Por Redacción
Ciudad De México, 20 de marzo de 2026.- La Suprema Corte de Justicia de la Nación (SCJN) decidió reservar por un periodo de cinco años la información detallada sobre su parque vehicular, que consta de 151 unidades, tras recibir una solicitud de acceso a la información presentada en enero de este año. El Comité de Transparencia del Alto Tribunal justificó la medida al considerar que hacer públicos datos como el modelo, el costo y la fecha de adquisición de los automóviles podría poner en riesgo la vida, seguridad o salud de las personas titulares del Poder Judicial.
En su resolución oficial, la SCJN señaló que la opacidad en estos datos es necesaria para “garantizar la seguridad, salud y, en consecuencia, la vida de las personas servidoras públicas usuarias de este Alto Tribunal”. Como parte de esta determinación, también se rechazó hacer público qué ministros han adquirido los vehículos asignados a su ponencia desde 1994 hasta la fecha, manteniendo en confidencialidad la asignación específica de las unidades.
La decisión surge en un contexto de escrutinio sobre los recursos del máximo tribunal, posterior a la revelación de la adquisición de nueve camionetas blindadas Jeep Grand Cherokee destinadas a los ministros. Aunque la solicitud de transparencia original no pidió datos sobre el emplacado ni la asignación específica de cada unidad, la Corte extendió la reserva a los aspectos financieros y técnicos de toda su flota.

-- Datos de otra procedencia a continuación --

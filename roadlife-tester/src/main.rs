mod logic;
mod util;

use anyhow::{Context, Result, bail};
use clap::{Parser, ValueEnum};
use colored::Colorize;
use std::fs::File;
use std::io::{BufWriter, Write, stdout};
use std::path::PathBuf;
use std::time::Instant;

use logic::{
    NetworkSimulator, ScenarioResult, ScenarioRunner, expand_scenarios, get_scenario,
    list_scenarios,
};
use util::{parse_seeds, split_csv};

#[derive(Debug, Clone, Copy, PartialEq, Eq, ValueEnum)]
pub enum ReportFormat {
    Console,
    Json,
    Markdown,
}

#[derive(Debug, Parser)]
#[command(name = "roadlife-tester", version)]
#[command(about = "Seeded network scenarios for the roadlife deterioration model")]
struct Args {
    /// Scenarios to run (comma-separated, or `all`)
    #[arg(long, default_value = "lifecycle")]
    scenarios: String,

    /// List all available scenarios and exit
    #[arg(long)]
    list_scenarios: bool,

    /// Seeds to run (comma-separated)
    #[arg(long, default_value = "1337")]
    seeds: String,

    /// Segments in each synthetic network
    #[arg(long)]
    segments: Option<usize>,

    /// Periods to simulate
    #[arg(long)]
    periods: Option<i32>,

    /// Output report format
    #[arg(long, value_enum, default_value_t = ReportFormat::Console)]
    report: ReportFormat,

    /// Verbose output
    #[arg(short, long)]
    verbose: bool,

    /// Optional path to write the report output instead of stdout
    #[arg(long)]
    output: Option<PathBuf>,
}

fn main() -> Result<()> {
    env_logger::init();
    let args = Args::parse();

    if maybe_list_scenarios(&args)? {
        return Ok(());
    }

    if args.report == ReportFormat::Console {
        announce_banner();
    }

    let start_time = Instant::now();
    let seeds = parse_seeds(&args.seeds)?;
    if seeds.is_empty() {
        bail!("no seeds given");
    }
    let simulator = NetworkSimulator::new(args.verbose)?;
    let runner = ScenarioRunner::new(simulator, args.verbose);

    let results = run_scenarios(&args, &runner, &seeds);
    write_reports(&args, &results, start_time)?;

    if results.iter().any(|r| !r.passed) {
        std::process::exit(1);
    }
    Ok(())
}

fn maybe_list_scenarios(args: &Args) -> Result<bool> {
    if !args.list_scenarios {
        return Ok(false);
    }
    let mut output_target = OutputTarget::new(args.output.clone())?;
    writeln!(output_target.writer(), "Available scenarios:")?;
    for (key, description) in list_scenarios() {
        writeln!(output_target.writer(), "  {key:15} - {description}")?;
    }
    output_target.flush_inner()?;
    Ok(true)
}

fn announce_banner() {
    println!("{}", "🛣️  Roadlife Network Tester".bright_cyan().bold());
    println!("{}", "===========================".cyan());
}

fn run_scenarios(args: &Args, runner: &ScenarioRunner, seeds: &[u64]) -> Vec<ScenarioResult> {
    let mut results = Vec::new();
    for key in expand_scenarios(&split_csv(&args.scenarios)) {
        let Some(scenario) = get_scenario(&key) else {
            eprintln!("⚠️  Unknown scenario: {}", key.yellow());
            continue;
        };
        let scenario = scenario.sized(args.segments, args.periods);
        results.extend(runner.run_scenario(&scenario, seeds));
    }
    results
}

fn write_reports(args: &Args, results: &[ScenarioResult], start_time: Instant) -> Result<()> {
    let mut output_target = OutputTarget::new(args.output.clone())?;

    match args.report {
        ReportFormat::Json => {
            logic::reports::generate_json_report(&mut output_target, results)?;
        }
        ReportFormat::Markdown => {
            if results.is_empty() {
                writeln!(
                    &mut output_target,
                    "# Roadlife Network Scenario Results\n\n_No scenarios executed._"
                )?;
            } else {
                logic::reports::generate_markdown_report(&mut output_target, results)?;
            }
        }
        ReportFormat::Console => {
            if results.is_empty() {
                writeln!(&mut output_target, "No scenarios executed.")?;
            } else {
                logic::reports::generate_console_report(
                    &mut output_target,
                    results,
                    start_time.elapsed(),
                )?;
            }
            writeln!(&mut output_target)?;
            writeln!(&mut output_target, "🏁 Total time: {:?}", start_time.elapsed())?;
        }
    }

    output_target.flush_inner()?;
    Ok(())
}

enum OutputTarget {
    Stdout(BufWriter<std::io::Stdout>),
    File(BufWriter<File>),
}

impl OutputTarget {
    fn new(path: Option<PathBuf>) -> Result<Self> {
        if let Some(path) = path {
            let file = File::create(&path)
                .with_context(|| format!("failed to create {}", path.display()))?;
            Ok(Self::File(BufWriter::new(file)))
        } else {
            Ok(Self::Stdout(BufWriter::new(stdout())))
        }
    }

    fn writer(&mut self) -> &mut dyn Write {
        match self {
            Self::Stdout(w) => w,
            Self::File(w) => w,
        }
    }

    fn flush_inner(&mut self) -> std::io::Result<()> {
        match self {
            Self::Stdout(w) => w.flush(),
            Self::File(w) => w.flush(),
        }
    }
}

impl Write for OutputTarget {
    fn write(&mut self, buf: &[u8]) -> std::io::Result<usize> {
        self.writer().write(buf)
    }

    fn flush(&mut self) -> std::io::Result<()> {
        self.flush_inner()
    }
}

#[cfg(test)]
mod tests {
    use super::*;

    fn base_args() -> Args {
        Args {
            scenarios: "do-nothing".to_string(),
            list_scenarios: false,
            seeds: "5".to_string(),
            segments: Some(4),
            periods: Some(2),
            report: ReportFormat::Json,
            verbose: false,
            output: None,
        }
    }

    fn temp_path(label: &str) -> PathBuf {
        std::env::temp_dir().join(format!(
            "roadlife-main-{label}-{}",
            std::time::SystemTime::now()
                .duration_since(std::time::UNIX_EPOCH)
                .unwrap_or_default()
                .as_nanos()
        ))
    }

    #[test]
    fn unknown_scenarios_are_skipped() {
        let runner = ScenarioRunner::new(NetworkSimulator::new(false).unwrap(), false);
        let args = Args {
            scenarios: "nope,do-nothing".to_string(),
            ..base_args()
        };
        let results = run_scenarios(&args, &runner, &[5]);
        assert_eq!(results.len(), 1);
        assert!(results[0].passed, "{:?}", results[0].failures);
    }

    #[test]
    fn markdown_report_writes_to_file() {
        let path = temp_path("md");
        let args = Args {
            report: ReportFormat::Markdown,
            output: Some(path.clone()),
            ..base_args()
        };
        write_reports(&args, &[], Instant::now()).unwrap();
        let text = std::fs::read_to_string(path).unwrap();
        assert!(text.contains("_No scenarios executed._"));
    }

    #[test]
    fn output_target_reports_bad_paths() {
        let bad = std::env::temp_dir().join("roadlife-missing-dir").join("x").join("out.txt");
        assert!(OutputTarget::new(Some(bad)).is_err());
    }
}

Entre la información que permanecerá oculta durante el quinquenio se encuentran el monto total invertido en las 151 unidades, así como el modelo y costo específico de cada vehículo. Tampoco se darán a conocer los nombres de los ministros titulares a quienes se asignan dichos automóviles, consolidando una política de discreción absoluta sobre la logística de transporte de los integrantes del tribunal.
Medios de comunicación como El Siglo de Torreón y El Universal reportaron que esta medida limita el conocimiento público sobre el patrimonio móvil de la institución, bajo el argumento de protección a los funcionarios. La reserva entrará en vigor inmediatamente y será revisable hasta 2031, fecha en la que podría volver a solicitarse la transparencia de estos datos, salvo que se renueve la justificación de riesgo.